Survei Indikator: Provinsi Jawa Barat tertinggi ketidakpuasan terhadap kinerja Jokowi

Survei terbaru Indikator Politik Indonesia mencatat sejumlah daerah dengan angka ketidakpuasan tertinggi terhadap kinerja Presiden Joko Widodo (Jokowi

Presiden Joko Widodo. (Foto: Biro Pers Sekretariat Presiden)

JAKARTA, SUARAUMAT.com - Survei terbaru Indikator Politik Indonesia mencatat sejumlah daerah dengan angka ketidakpuasan tertinggi terhadap kinerja Presiden Joko Widodo (Jokowi). Jawa Barat merupakan daerah dengan jumlah terbanyak.

Berdasarkan hasil survei Indikator Politik Indonesia, tiga provinsi mencatat ketidakpuasan tertinggi, yaitu Jawa Barat, DKI Jakarta, dan Banten.

Jumlah ketidakpuasan terhadap kinerja Jokowi di Provinsi Banten 39,9 persen, DKI Jakarta 38,9 persen, Jawa Barat 40,4 persen. Jumlah responden puas di Banten 56,9 persen, DKI Jakarta 58,9 persen, Jawa Barat 51,7 persen.

Selain itu sejumlah wilayah dengan persentase tinggi atau puas terhadap kinerja pemerintahan Jokowi, ada di Pulau Kalimantan dengan persentase 95,9 persen, Provinsi Bali 82,9 persen, Jawa Timur 77,5 persen, dan Sulawesi 77,6 persen.

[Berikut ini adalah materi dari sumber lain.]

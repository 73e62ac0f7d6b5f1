use crate::device_sensor::impl_fake::HandPose;
use crate::error::{BoxError, GestureError};
use crate::feature_vector::feature_set::FeatureSet;
use crate::feature_vector::main::FeatureVector;
use crate::gesture_classifier::main::GestureClassifier;
use crate::gesture_classifier::tests::fixture::Fixture;
use crate::library::logger::interface::{Level, Logger};
use std::sync::Arc;

#[test]
fn test_classify_without_model_fails() {
    let mut f = Fixture::new("no-model");
    f.classifier.start().unwrap();

    assert!(!f.classifier.model_exists());
    let result = f.classifier.classify(&f.sample(HandPose::Fist));
    assert!(matches!(result, Err(GestureError::ModelNotLoaded)));
    assert!(f.logger.contains("No trained model"));
}

#[test]
fn test_overfit_single_gesture() {
    let mut f = Fixture::new("overfit");
    let vectors = f.capture(HandPose::Fist, 12);

    f.classifier.train().unwrap();

    assert!(f.classifier.model_exists());
    assert!(f.classifier.training_finished());
    for vector in &vectors {
        assert_eq!(f.classifier.classify(&vector.to_array()).unwrap(), "fist");
    }
}

#[test]
fn test_distinguishes_trained_gestures() {
    for feature_set in [FeatureSet::Spatial, FeatureSet::Planar] {
        let mut f = Fixture::with_config(&format!("distinguish-{}", feature_set), |config| {
            config.feature_set = feature_set;
        });
        f.capture(HandPose::Open, 10);
        f.capture(HandPose::Fist, 10);
        f.capture(HandPose::Point, 10);

        f.classifier.train().unwrap();

        for pose in [HandPose::Open, HandPose::Fist, HandPose::Point] {
            assert_eq!(
                f.classifier.classify(&f.sample(pose)).unwrap(),
                pose.name(),
                "{} feature set",
                feature_set
            );
        }
    }
}

#[test]
fn test_wrong_dimension_is_rejected() {
    let mut f = Fixture::new("dimension");
    f.capture(HandPose::Open, 4);
    f.classifier.train().unwrap();

    let result = f.classifier.classify(&[0.5; 3]);

    assert!(matches!(
        result,
        Err(GestureError::DimensionMismatch {
            expected: 18,
            actual: 3
        })
    ));
}

#[test]
fn test_training_rejects_bad_batches() {
    let mut f = Fixture::new("bad-batches");

    assert!(matches!(f.classifier.train(), Err(GestureError::Training(_))));

    let labeled = f.capture(HandPose::Open, 2);
    let unlabeled = FeatureVector::from_array(FeatureSet::Spatial, &[1.0; 18]).unwrap();
    let result = f.classifier.train_on(&[labeled[0].clone(), unlabeled]);
    assert!(matches!(
        result,
        Err(GestureError::UnlabeledVector { index: 1 })
    ));

    let other_set = FeatureVector::from_array(FeatureSet::Planar, &[1.0; 14])
        .unwrap()
        .annotate("open", 0);
    let result = f.classifier.train_on(&[labeled[1].clone(), other_set]);
    assert!(matches!(result, Err(GestureError::Training(_))));

    assert!(!f.classifier.model_exists());
    assert!(!f.classifier.training_finished());
}

#[test]
fn test_saved_model_classifies_identically_after_restart() {
    let mut f = Fixture::new("round-trip");
    f.capture(HandPose::Open, 8);
    f.capture(HandPose::Victory, 8);
    f.capture(HandPose::Pinch, 8);
    f.classifier.train().unwrap();
    assert!(f.classifier.model_path().exists());

    let samples: Vec<Vec<f64>> = (0..6)
        .flat_map(|_| {
            [HandPose::Open, HandPose::Victory, HandPose::Pinch, HandPose::Fist]
                .map(|pose| f.sample(pose))
        })
        .collect();
    let before: Vec<String> = samples
        .iter()
        .map(|sample| f.classifier.classify(sample).unwrap())
        .collect();

    let mut restarted = f.restarted();
    restarted.start().unwrap();
    assert!(restarted.model_exists());
    let after: Vec<String> = samples
        .iter()
        .map(|sample| restarted.classify(sample).unwrap())
        .collect();

    assert_eq!(before, after);
}

#[test]
fn test_bundled_model_is_used_on_first_run() {
    let f = Fixture::new("bundled");
    f.capture(HandPose::Open, 4);
    f.capture(HandPose::Fist, 4);
    let mut trainer = f.restarted();
    trainer.train().unwrap();

    let bundled = f
        .config
        .storage
        .bundled_root
        .join("Model")
        .join(&f.config.classifier.model_name);
    std::fs::create_dir_all(bundled.parent().unwrap()).unwrap();
    std::fs::rename(trainer.model_path(), &bundled).unwrap();

    let mut fresh = f.restarted();
    fresh.start().unwrap();

    assert!(fresh.model_exists());
    assert!(fresh.model_path().exists());
    assert_eq!(fresh.classify(&f.sample(HandPose::Fist)).unwrap(), "fist");
}

#[test]
fn test_corrupt_model_degrades_to_no_model() {
    let mut f = Fixture::new("corrupt");
    let path = f
        .config
        .storage
        .writable_root
        .join("Model")
        .join(&f.config.classifier.model_name);
    std::fs::create_dir_all(path.parent().unwrap()).unwrap();
    std::fs::write(&path, "{ not json").unwrap();

    f.classifier.start().unwrap();

    assert!(!f.classifier.model_exists());
    assert!(f.logger.contains("Could not load model"));
}

#[test]
fn test_model_with_dangling_split_degrades_to_no_model() {
    let f = Fixture::new("dangling");
    f.capture(HandPose::Open, 4);
    f.capture(HandPose::Fist, 4);
    let mut trainer = f.restarted();
    trainer.train().unwrap();

    let path = trainer.model_path().to_path_buf();
    let mut model: serde_json::Value =
        serde_json::from_str(&std::fs::read_to_string(&path).unwrap()).unwrap();
    model["trees"][0]["nodes"] = serde_json::json!([
        {"Split": {"feature": 0, "threshold": 0.0, "left": 99, "right": 99}}
    ]);
    std::fs::write(&path, model.to_string()).unwrap();

    let mut reloaded = f.restarted();
    reloaded.start().unwrap();

    assert!(!reloaded.model_exists());
    assert!(f.logger.contains("Could not load model"));
    assert!(matches!(
        reloaded.classify(&f.sample(HandPose::Fist)),
        Err(GestureError::ModelNotLoaded)
    ));
}

#[test]
fn test_failed_save_keeps_model_but_leaves_training_unfinished() {
    let mut f = Fixture::new("unwritable");
    f.capture(HandPose::Open, 4);
    f.capture(HandPose::Fist, 4);
    let writable_root = &f.config.storage.writable_root;
    std::fs::create_dir_all(writable_root).unwrap();
    std::fs::write(writable_root.join("Model"), "in the way").unwrap();

    let result = f.classifier.train();

    assert!(matches!(result, Err(GestureError::Persistence { .. })));
    assert!(f.classifier.model_exists());
    assert!(!f.classifier.training_finished());
    assert_eq!(f.classifier.classify(&f.sample(HandPose::Fist)).unwrap(), "fist");
}

#[test]
fn test_save_without_model_fails() {
    let f = Fixture::new("save-empty");

    let result = f.classifier.save(f.classifier.model_path());

    assert!(matches!(result, Err(GestureError::ModelNotLoaded)));
}

#[test]
fn test_accuracy_is_reported_every_batch() {
    let mut f = Fixture::with_config("accuracy", |config| {
        config.classifier.calculate_accuracy = true;
        config.classifier.test_outputs = vec![0, 0, 1, 1];
    });
    f.capture(HandPose::Open, 8);
    f.capture(HandPose::Fist, 8);
    f.classifier.train().unwrap();

    for pose in [HandPose::Open, HandPose::Open, HandPose::Fist] {
        f.classifier.classify(&f.sample(pose)).unwrap();
    }
    assert!(f.classifier.last_evaluation().is_none());

    f.classifier.classify(&f.sample(HandPose::Open)).unwrap();

    let matrix = f.classifier.last_evaluation().unwrap();
    assert_eq!(matrix.total(), 4);
    assert!((matrix.accuracy() - 0.75).abs() < 1e-12);
    assert!((matrix.error() - 0.25).abs() < 1e-12);
    assert!(f.logger.contains("Accuracy 0.750"));
}

/// Refuses every accuracy report; everything else is accepted.
struct AccuracyRefusingLogger;

impl Logger for AccuracyRefusingLogger {
    fn log(&self, _level: Level, message: &str) -> Result<(), BoxError> {
        if message.starts_with("Accuracy") {
            return Err("log sink is full".into());
        }
        Ok(())
    }

    fn with_namespace(&self, _namespace: &str) -> Arc<dyn Logger + Send + Sync> {
        Arc::new(AccuracyRefusingLogger)
    }
}

#[test]
fn test_failed_accuracy_report_does_not_fail_classify() {
    let f = Fixture::with_config("accuracy-log", |config| {
        config.classifier.calculate_accuracy = true;
        config.classifier.test_outputs = vec![0, 1];
    });
    f.capture(HandPose::Open, 8);
    f.capture(HandPose::Fist, 8);
    let mut classifier = GestureClassifier::new(
        &f.config,
        f.store.clone(),
        f.model_store.clone(),
        Arc::new(AccuracyRefusingLogger),
    );
    classifier.train().unwrap();

    assert_eq!(classifier.classify(&f.sample(HandPose::Open)).unwrap(), "open");
    assert_eq!(classifier.classify(&f.sample(HandPose::Fist)).unwrap(), "fist");
    assert_eq!(classifier.last_evaluation().unwrap().total(), 2);
}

Survei Indikator Politik Indonesia dilaksanakan dari tanggal 15 Januari hingga 17 Februari 2022. Survei ini didanai sepenuhnya oleh Indikator Survei Indonesia.

Direktur Eksekutif Indikator Politik Indonesia Burhanudin Muhtadi mengatakan survei dilakukan secara online terhadap 626 responden yang dipilih secara acak, untuk mengetahui respon masyarakat terhadap kebijakan pemerintah selama gelombang ketiga varian Omicron virus Covid-19.

“Jadi kita ingin melihat bagaimana masyarakat menyikapi omicron, dan bagaimana masyarakat memandang kebijakan pemerintah,” kata Burhan secara virtual, Minggu (20/2).

Survei menggunakan metode simple random sampling, yaitu dengan mengirimkan sejumlah pertanyaan melalui formulir di pesan singkat WhatsApp.

Ia menjelaskan, kuesioner dibagikan kepada responden berusia 17 tahun ke atas, berstatus menikah, memiliki internet dan smartphone. Toleransi kesalahan atau Margin of Error sekitar 4 persen, pada tingkat kepercayaan 95 persen.

Ia juga menjelaskan tingkat kepuasan masyarakat berdasarkan agama. Menurut Burhan, pemeluk Protestan dan Katolik memiliki tingkat kepuasan yang lebih tinggi dibandingkan responden Muslim.

“Kinerja Presiden berdasarkan kategori agama, Protestan dan Katolik, tingkat kepuasannya lebih tinggi dibandingkan responden Muslim,” ujarnya.

Secara rinci, sebanyak 68,2 responden muslim cukup puas dan sangat puas dengan kinerja pemerintahan Jokowi. Sementara itu, Protestan dan Katolik memperoleh 92,5 persen suara, cukup puas dan sangat puas.